Single by Cypress Hill

from the album Skull & Bones
- B-side: "(Rock) Superstar"^{[A]}
- Released: February 29, 2000
- Genre: Hip hop
- Length: 4:53 (album version) 4:17 (edit)
- Label: Columbia
- Songwriters: Louis Freese, Lawrence Muggerud
- Producer: DJ Muggs

Cypress Hill singles chronology
| "Siempre Peligroso" (1999) | "(Rap) Superstar" (2000) | "(Rock) Superstar" (2000) |

Music video
- "(Rap) Superstar" on YouTube

= (Rap) Superstar =

2000 song performed by Cypress Hill

"(Rap) Superstar" is a single by American hip hop group Cypress Hill. The song was released as the lead single from the group's fifth album, Skull & Bones. It was originally released as a double A-side with its rock counterpart on February 29, 2000 in the UK. An individual release was available starting sometime in April.

==Music video==
The music video for the song begins with a young man walking down the street, kicking a can.

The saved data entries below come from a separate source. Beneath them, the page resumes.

use log::info;

use super::{Discipline, Dispatch, PassKind, PassReport};
use crate::{
    core::{
        CpuId, MemoryPool, MemoryUnits, PRIMARY_CPU, PriorityClass, ProcessRecord, ProcessTable,
        SECONDARY_CPU, SchedCore, Timelines, TraceSink,
    },
    error::SimError,
};

/// Picks a CPU for each process in the admission pass.
///
/// Every CPU carries a memory quota for the pass. Realtime processes take
/// CPU-1 while its quota covers them, then CPU-2, and are turned away when
/// neither does. Everything else goes straight to CPU-2. A routing decision
/// debits the chosen quota for the rest of the pass.
#[derive(Debug, Clone)]
pub struct AdmissionPolicy {
    quotas: Vec<MemoryUnits>,
}

impl AdmissionPolicy {
    pub fn new(primary_budget: MemoryUnits, secondary_budget: MemoryUnits) -> Self {
        Self {
            quotas: vec![primary_budget, secondary_budget],
        }
    }

    pub fn quota(&self, cpu: CpuId) -> MemoryUnits {
        self.quotas[cpu]
    }

    pub fn route(&mut self, record: &ProcessRecord, pool: &MemoryPool) -> Option<CpuId> {
        if !pool.can_fit(record.ram_required) {
            return None;
        }

        let ram = record.ram_required;
        let cpu = match record.priority {
            PriorityClass::Realtime => [PRIMARY_CPU, SECONDARY_CPU]
                .into_iter()
                .find(|&cpu| self.quotas[cpu] >= ram)?,
            _ => SECONDARY_CPU,
        };
        self.quotas[cpu] = self.quotas[cpu].saturating_sub(ram);
        Some(cpu)
    }
}

/// Initial bulk pass: every process, in table order, runs its full burst on
/// whichever CPU the policy picks.
pub struct AdmissionPass {
    policy: AdmissionPolicy,
}

impl AdmissionPass {
    pub fn new(policy: AdmissionPolicy) -> Self {
        Self { policy }
    }
}

impl Discipline for AdmissionPass {
    fn kind(&self) -> PassKind {
        PassKind::Admission
    }

    fn run<T: TraceSink>(
        &mut self,
        core: &mut SchedCore<T>,
        table: &ProcessTable,
        timelines: &mut Timelines,
    ) -> Result<PassReport, SimError> {
        let mut report = PassReport::new(self.kind());
        info!("admission pass over {} processes", table.len());

        for (key, record) in table.iter() {
            let Some(cpu) = self.policy.route(record, core.pool()) else {
                core.reject(key, record)?;
                report.rejected.push(key);
                continue;
            };
            let Some(reservation) = core.try_admit(key, record)? else {
                report.rejected.push(key);
                continue;
            };

            let (start, end) = timelines.occupy(cpu, record.burst_time)?;
            core.complete(reservation, record, cpu, start, end)?;
            report.dispatches.push(Dispatch {
                key,
                cpu,
                start,
                end,
                remaining: 0,
            });
        }

        Ok(report)
    }
}

#[cfg(test)]
mod tests {
    use super::*;
    use crate::core::{ProcessKey, TraceEvent};

    fn record(name: &str, priority: PriorityClass, burst_time: u64, ram: u64) -> ProcessRecord {
        ProcessRecord {
            name: name.to_string(),
            arrival_time: 0,
            priority,
            burst_time,
            ram_required: ram,
            cpu_usage: 0,
        }
    }

    #[test]
    fn realtime_falls_back_to_secondary_cpu() {
        let pool = MemoryPool::new(2048);
        let mut policy = AdmissionPolicy::new(512, 1536);

        let a = record("A", PriorityClass::Realtime, 1, 400);
        let b = record("B", PriorityClass::Realtime, 1, 200);
        let c = record("C", PriorityClass::Realtime, 1, 1500);
        let d = record("D", PriorityClass::Normal, 1, 100);

        assert_eq!(policy.route(&a, &pool), Some(PRIMARY_CPU));
        assert_eq!(policy.quota(PRIMARY_CPU), 112);
        // 200 no longer fits CPU-1's quota
        assert_eq!(policy.route(&b, &pool), Some(SECONDARY_CPU));
        assert_eq!(policy.quota(SECONDARY_CPU), 1336);
        // Neither quota covers 1500
        assert_eq!(policy.route(&c, &pool), None);
        assert_eq!(policy.route(&d, &pool), Some(SECONDARY_CPU));
    }

    #[test]
    fn secondary_quota_never_blocks_lower_classes() {
        let pool = MemoryPool::new(2048);
        let mut policy = AdmissionPolicy::new(512, 1536);
        let big = record("big", PriorityClass::Batch, 1, 1500);

        assert_eq!(policy.route(&big, &pool), Some(SECONDARY_CPU));
        assert_eq!(policy.route(&big, &pool), Some(SECONDARY_CPU));
        assert_eq!(policy.quota(SECONDARY_CPU), 0);
    }

    #[test]
    fn pass_runs_each_process_once_and_rejects_oversized() {
        let mut table = ProcessTable::new();
        table.insert(record("A", PriorityClass::Realtime, 5, 100)).unwrap();
        table.insert(record("B", PriorityClass::Interactive, 3, 100)).unwrap();
        table.insert(record("X", PriorityClass::Normal, 3, 9000)).unwrap();
        table.insert(record("C", PriorityClass::Batch, 4, 100)).unwrap();

        let mut core = SchedCore::new(2048, Vec::new());
        let mut timelines = Timelines::new(2);
        let mut pass = AdmissionPass::new(AdmissionPolicy::new(512, 1536));
        let report = pass.run(&mut core, &table, &mut timelines).unwrap();

        let spans: Vec<(&str, CpuId, u64, u64)> = report
            .dispatches
            .iter()
            .map(|d| (table.get(d.key).name.as_str(), d.cpu, d.start, d.end))
            .collect();
        assert_eq!(
            spans,
            [
                ("A", PRIMARY_CPU, 0, 5),
                ("B", SECONDARY_CPU, 0, 3),
                ("C", SECONDARY_CPU, 3, 7),
            ]
        );

        let x: ProcessKey = table.find("X").unwrap();
        assert_eq!(report.rejected, [x]);
        assert_eq!(core.rejected().iter().collect::<Vec<_>>(), [x]);
        assert_eq!(core.pool().available(), 2048);

        let events = core.into_sink();
        let x_events: Vec<&TraceEvent> = events.iter().filter(|e| e.name() == "X").collect();
        assert_eq!(
            x_events,
            [
                &TraceEvent::Rejected { name: "X".into() },
                &TraceEvent::Queued { name: "X".into() },
            ]
        );
    }
}
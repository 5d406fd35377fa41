use super::state::{MemoryUnits, ProcessKey};

/// Memory held by one admitted process. Only `MemoryPool::release` can
/// consume it, so each admission is released exactly once.
#[derive(Debug, PartialEq, Eq)]
#[must_use = "a reservation must be released back to its pool"]
pub struct Reservation {
    key: ProcessKey,
    units: MemoryUnits,
}

impl Reservation {
    pub fn key(&self) -> ProcessKey {
        self.key
    }

    pub fn units(&self) -> MemoryUnits {
        self.units
    }
}

#[derive(Debug, Clone)]
pub struct MemoryPool {
    capacity: MemoryUnits,
    available: MemoryUnits,
}

impl MemoryPool {
    pub fn new(capacity: MemoryUnits) -> Self {
        Self {
            capacity,
            available: capacity,
        }
    }

    pub fn capacity(&self) -> MemoryUnits {
        self.capacity
    }

    pub fn available(&self) -> MemoryUnits {
        self.available
    }

    pub fn in_use(&self) -> MemoryUnits {
        self.capacity - self.available
    }

    pub fn can_fit(&self, units: MemoryUnits) -> bool {
        units <= self.available
    }

    pub fn try_reserve(&mut self, key: ProcessKey, units: MemoryUnits) -> Option<Reservation> {
        if !self.can_fit(units) {
            return None;
        }
        self.available -= units;
        Some(Reservation { key, units })
    }

    pub fn release(&mut self, reservation: Reservation) -> MemoryUnits {
        let restored = self.available + reservation.units;
        debug_assert!(
            restored <= self.capacity,
            "Releasing {} units overfills pool of {}",
            reservation.units,
            self.capacity
        );
        self.available = restored.min(self.capacity);
        reservation.units
    }
}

Walking up to a puddle, the man finds a ticket with "Rap Superstar" written on it. A fun house suddenly pops up and the man hands the ticket to Sen Dog, then enters. In one of the rooms, the man sees a group of women who dress him up in a suit. In another room, the man listens to a speech being given by B-Real, dressed as Fidel Castro. In another room, TV screens show rappers Eminem and Noreaga giving testimonies about the rap business. At the video's climax, the man goes to a performance by the band before being chased by the crowd. As the man exits the fun house, an explosion occurs and the man smiles.

==Charts==

| Chart (2000) | Peak position |
|---|---|
| US R&B | 87 |
| US Rap | 43 |
| CHE | 21 |
| GER | 22 |
| IRL | 39 |
| NZ | 34 |
| UK | 13 |

==Notes==

- A "(Rap) Superstar" and "(Rock) Superstar" were released together as a double A-side single in the United Kingdom.